Let the source 2 is located from the input window 10 of the shaper of spherical radiation 8 at a distance L with the opening of the incoming rays angle α ₁ from the emitter 2 at 17.5 °.

With an allowable error, we establish that for the Lambert radiation pattern 1 according to the equality of the light flux for the three sections 15, 16, 17, the aperture angles from the radiation center α ₂ and α _{3 are} respectively 16 ° and 34 °.

Rays 7-15-i of the central sector (Fig. 1) in a section form a triangle with sides a, b, c. The area of the central sector 15 is determined by the well-known formula of a triangle described by a circle:

S _Δ1 = (a · b · c) / (4 · R);

a = 2 · R · sin α ₂ ; b = 2 · R · cos α ₂ ; c = 2 R;

S _Δ1 = 2 · R ² · cos α · sin α _{2 2} = R ² ₂ · sin 2α = π · R ^2/6;

sin 2α ₂ = π / 6; 2α ₂ = 31.574; α ₂ = 15.787≈16 °;

The second sector 16 in the section forms a triangle with sides a ′, b ′, c ′.

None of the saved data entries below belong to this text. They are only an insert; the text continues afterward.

impl ReconnectStrategy {
    /// Create a strategy reading the wall clock
    pub fn new(name: impl Into<String>, config: ReconnectConfig) -> Self {
        Self::with_clock(name, config, system_clock())
    }

    /// Create a strategy reading time from `clock`
    pub fn with_clock(name: impl Into<String>, config: ReconnectConfig, clock: SharedClock) -> Self {
        let name = name.into();
        debug!(connection = %name, ?config, "Creating reconnect strategy");
        let inner = StrategyInner::new(&config, &clock);
        Self {
            name,
            config,
            clock,
            inner: Mutex::new(inner),
        }
    }

    pub fn name(&self) -> &str {
        &self.name
    }

    pub fn config(&self) -> &ReconnectConfig {
        &self.config
    }

    /// Run `f` under the lock, then deliver whatever it queued
    fn transition<T>(&self, f: impl FnOnce(&mut StrategyInner, &mut Vec<Notification>) -> T) -> T {
        let mut events = Vec::new();
        let (result, callbacks) = {
            let mut inner = self.inner.lock();
            let result = f(&mut inner, &mut events);
            let callbacks = if events.is_empty() {
                None
            } else {
                Some(inner.callbacks.clone())
            };
            (result, callbacks)
        };

        if let Some(callbacks) = callbacks {
            for event in events {
                self.notify(&callbacks, event);
            }
        }
        result
    }

    fn notify(&self, callbacks: &Callbacks, event: Notification) {
        let name = self.name.as_str();
        let (hook, outcome) = match event {
            Notification::Connected => (
                "on_connect",
                callbacks
                    .on_connect
                    .as_ref()
                    .map(|cb| catch_unwind(AssertUnwindSafe(|| cb(name)))),
            ),
            Notification::Disconnected(reason) => (
                "on_disconnect",
                callbacks
                    .on_disconnect
                    .as_ref()
                    .map(|cb| catch_unwind(AssertUnwindSafe(|| cb(name, reason)))),
            ),
            Notification::CircuitOpened => (
                "on_circuit_open",
                callbacks
                    .on_circuit_open
                    .as_ref()
                    .map(|cb| catch_unwind(AssertUnwindSafe(|| cb(name)))),
            ),
        };

        if let Some(Err(payload)) = outcome {
            let message = payload
                .downcast_ref::<&str>()
                .map(|s| s.to_string())
                .or_else(|| payload.downcast_ref::<String>().cloned())
                .unwrap_or_else(|| "<no message>".to_string());
            error!(connection = %name, hook, %message, "Reconnect callback panicked; ignoring");
        }
    }

    // ------------------------------------------------------------------
    // Callback registration
    // ------------------------------------------------------------------

    /// Register the connect callback, replacing any previous one
    ///
    /// Callbacks from transitions racing on other threads may be delivered
    /// in a different order than the transitions committed.
    pub fn on_connect<F>(&self, f: F)
    where
        F: Fn(&str) + Send + Sync + 'static,
    {
        self.inner.lock().callbacks.on_connect = Some(Arc::new(f));
    }

    /// Register the disconnect callback, replacing any previous one
    ///
    /// Callbacks from transitions racing on other threads may be delivered
    /// in a different order than the transitions committed.
    pub fn on_disconnect<F>(&self, f: F)
    where
        F: Fn(&str, ReconnectReason) + Send + Sync + 'static,
    {
        self.inner.lock().callbacks.on_disconnect = Some(Arc::new(f));
    }

    /// Register the circuit-open callback, replacing any previous one
    pub fn on_circuit_open<F>(&self, f: F)
    where
        F: Fn(&str) + Send + Sync + 'static,
    {
        self.inner.lock().callbacks.on_circuit_open = Some(Arc::new(f));
    }

    // ------------------------------------------------------------------
    // Decisions
    // ------------------------------------------------------------------

    /// Jittered backoff delay for a zero-based attempt index (ms)
    pub fn calculate_delay(&self, attempt_index: u32) -> u64 {
        backoff::calculate_delay_thread_rng(&self.config, attempt_index)
    }

    /// Delay the next attempt of the current episode should wait (ms)
    pub fn next_delay(&self) -> u64 {
        let index = self.inner.lock().attempts.len();
        self.calculate_delay(u32::try_from(index).unwrap_or(u32::MAX))
    }

    /// The one gate a transport must consult before dialing
    ///
    /// False while the breaker blocks, once the episode has used
    /// `max_retries` attempts, or while already connected.
    pub fn should_reconnect(&self) -> bool {
        let mut inner = self.inner.lock();

        if !inner.breaker.can_attempt() {
            debug!(connection = %self.name, "Reconnect blocked by open circuit");
            return false;
        }
        if inner.attempts.len() >= self.config.max_retries as usize {
            debug!(
                connection = %self.name,
                attempts = inner.attempts.len(),
                max_retries = self.config.max_retries,
                "Reconnect budget exhausted for this episode"
            );
            return false;
        }
        inner.state != LifecycleState::Connected
    }

    // ------------------------------------------------------------------
    // Lifecycle events
    // ------------------------------------------------------------------

    /// Record that the transport is starting an attempt
    ///
    /// Returns the appended record, including the advisory delay the
    /// transport should wait before dialing.
    pub fn record_connection_attempt(&self, reason: ReconnectReason) -> AttemptRecord {
        let mut inner = self.inner.lock();

        let attempt_number = u32::try_from(inner.attempts.len() + 1).unwrap_or(u32::MAX);
        let delay_ms = self.calculate_delay(attempt_number - 1);
        let record = AttemptRecord::new(attempt_number, reason, delay_ms);

        inner.attempts.push(record.clone());
        inner.metrics.reconnect_attempts += 1;

        match inner.state {
            LifecycleState::Connected => {}
            _ if reason == ReconnectReason::Initial => inner.state = LifecycleState::Connecting,
            _ => inner.state = LifecycleState::Reconnecting,
        }

        debug!(
            connection = %self.name,
            attempt = attempt_number,
            %reason,
            delay_ms,
            "Connection attempt recorded"
        );
        record
    }

    /// Record a successful connect; closes the episode
    pub fn record_connection_success(&self) {
        let now = self.clock.now();
        self.transition(|inner, events| {
            inner.state = LifecycleState::Connected;
            inner.connection_start_at = Some(now);
            inner.last_heartbeat_at = Some(now);
            inner.metrics.successful_connections += 1;
            inner.metrics.total_connections += 1;

            let attempts = inner.attempts.len();
            if let Some(last) = inner.attempts.last_mut() {
                last.success = true;
            }
            inner.breaker.record_success();
            inner.attempts.clear();

            info!(connection = %self.name, attempts, "Connected");
            events.push(Notification::Connected);
        });
    }

    /// Record a failed connect
    pub fn record_connection_failure(&self, error_message: impl Into<String>) {
        let error_message = error_message.into();
        self.transition(|inner, events| {
            inner.state = LifecycleState::Failed;
            inner.metrics.failed_connections += 1;
            inner.metrics.total_connections += 1;

            if let Some(last) = inner.attempts.last_mut() {
                last.error_message = Some(error_message.clone());
            }

            let was_open = inner.breaker.is_open();
            inner.breaker.record_failure();

            warn!(
                connection = %self.name,
                error = %error_message,
                failures = inner.breaker.failure_count(),
                "Connection attempt failed"
            );

            if inner.breaker.is_open() {
                inner.state = LifecycleState::CircuitOpen;
                if !was_open {
                    events.push(Notification::CircuitOpened);
                }
            }
        });
    }

    /// Record that a live connection went away; no-op unless connected
    pub fn record_disconnection(&self, reason: ReconnectReason) {
        let now = self.clock.now();
        self.transition(|inner, events| {
            inner.disconnect(&self.name, reason, now, events);
        });
    }

    /// Tear down (if connected) and mark the connection as reconnecting
    pub fn force_reconnect(&self) {
        let now = self.clock.now();
        self.transition(|inner, events| {
            inner.disconnect(&self.name, ReconnectReason::Manual, now, events);
            inner.state = LifecycleState::Reconnecting;
            info!(connection = %self.name, "Forced reconnection");
        });
    }

    // ------------------------------------------------------------------
    // Data integrity
    // ------------------------------------------------------------------

    /// Classify an inbound sequence id
    ///
    /// A gap on a live connection forces a disconnect with
    /// [`ReconnectReason::SequenceGap`] so the transport redials and resyncs.
    /// Ids must be fed in the order the transport received them.
    pub fn validate_sequence_id(&self, id: i64) -> SequenceValidation {
        let now = self.clock.now();
        self.transition(|inner, events| {
            let result = inner.validator.validate(id);

            match result.class {
                SequenceClass::Gap { size } => {
                    warn!(
                        connection = %self.name,
                        sequence = id,
                        gap = size,
                        "Sequence gap detected"
                    );
                    if inner.state == LifecycleState::Connected {
                        inner.metrics.sequence_gaps += 1;
                        inner.disconnect(&self.name, ReconnectReason::SequenceGap, now, events);
                    }
                }
                SequenceClass::Duplicate | SequenceClass::OutOfOrder | SequenceClass::Invalid => {
                    debug!(
                        connection = %self.name,
                        sequence = id,
                        class = ?result.class,
                        "Sequence id rejected"
                    );
                }
                SequenceClass::Contiguous => {}
            }
            result
        })
    }

    /// Record a heartbeat pulse from the remote side
    pub fn update_heartbeat(&self) {
        let now = self.clock.now();
        self.inner.lock().last_heartbeat_at = Some(now);
    }

    /// Returns false (and counts a miss) if a live connection's heartbeat is stale
    ///
    /// The caller decides whether a miss warrants a disconnect.
    pub fn check_heartbeat(&self) -> bool {
        let now = self.clock.now();
        let mut inner = self.inner.lock();

        if inner.state != LifecycleState::Connected {
            return true;
        }

        let silence = inner
            .last_heartbeat_at
            .map(|at| now.saturating_sub(at))
            .unwrap_or_default();
        if silence > self.config.heartbeat_timeout() {
            inner.metrics.heartbeat_misses += 1;
            warn!(
                connection = %self.name,
                silence_ms = silence.as_millis() as u64,
                misses = inner.metrics.heartbeat_misses,
                "Heartbeat missed"
            );
            return false;
        }
        true
    }

    // ------------------------------------------------------------------
    // Snapshots
    // ------------------------------------------------------------------

    pub fn state(&self) -> LifecycleState {
        self.inner.lock().state
    }

    pub fn is_connected(&self) -> bool {
        self.state() == LifecycleState::Connected
    }

    /// Copy of the metrics with live uptime filled in
    pub fn metrics(&self) -> ConnectionMetrics {
        let now = self.clock.now();
        self.inner.lock().metrics_at(now)
    }

    pub fn sequence_stats(&self) -> SequenceStats {
        self.inner.lock().validator.stats()
    }

    pub fn circuit_breaker_state(&self) -> CircuitBreakerSnapshot {
        self.inner.lock().breaker.snapshot()
    }

    /// Copy of the current episode's attempts
    pub fn reconnect_attempts(&self) -> Vec<AttemptRecord> {
        self.inner.lock().attempts.clone()
    }

    /// Consistent snapshot of everything observable
    pub fn status(&self) -> StrategyStatus {
        let now = self.clock.now();
        let inner = self.inner.lock();
        StrategyStatus {
            name: self.name.clone(),
            state: inner.state,
            metrics: inner.metrics_at(now),
            sequence: inner.validator.stats(),
            circuit: inner.breaker.snapshot(),
            episode_attempts: inner.attempts.len(),
        }
    }

    /// Zero the metrics, drop attempt history, and replace the validator and breaker
    ///
    /// Lifecycle state and registered callbacks are kept.
    pub fn reset_metrics(&self) {
        let mut inner = self.inner.lock();
        inner.metrics = ConnectionMetrics::default();
        inner.attempts.clear();
        inner.validator = SequenceValidator::new(self.config.sequence_window_size);
        inner.breaker = fresh_breaker(&self.config, &self.clock);
        info!(connection = %self.name, "Reconnect metrics reset");
    }

    /// Current breaker state without triggering a HalfOpen probe transition
    pub fn circuit_state(&self) -> CircuitState {
        self.inner.lock().breaker.state()
    }
}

a ′ = 2 · R · sin β · cos α ₂ ; b ′ = 2 · R · cos β · cos α ₂ ; c = 2 · R · cos α ₂ ;

S _Δ2 = 2 · R ² · cos β · sin β · cos α ³ ₂ = R ² · sin β · cos 2 α ³ ₂ = π · R ^2/6;

sin 2β = π · R ^{2/6 3} cos ₂ α;

cos 15,787 ° = 0.9623; cos ³ α ₂ = 0.8910; sin 2β = 0.5876;

2 β = 35.99; β = 17.995≈18 °;

α ₃ = α ₂ + β = 16 ° + 18 ° = 34 °.

Having established the outputs of the seal 14 at the calculated boundaries at a distance L = 2 · R from the radiation source 2, we determine the aperture angles of the radiation beams for the corresponding outputs of the sectors 18, 19, 20 of the seal 14. They will be distributed for this seal 14 for the Go sector 18, the angle α ₄ = ρ ₀ · arc tan α ₁ = 10 °, for r ₁ sector 19 angle α ₅ = ρ ₁ · arc tan α ₁ = 14.4 °, for r ₂ sector 19 angle α ₁ = 17.5 °.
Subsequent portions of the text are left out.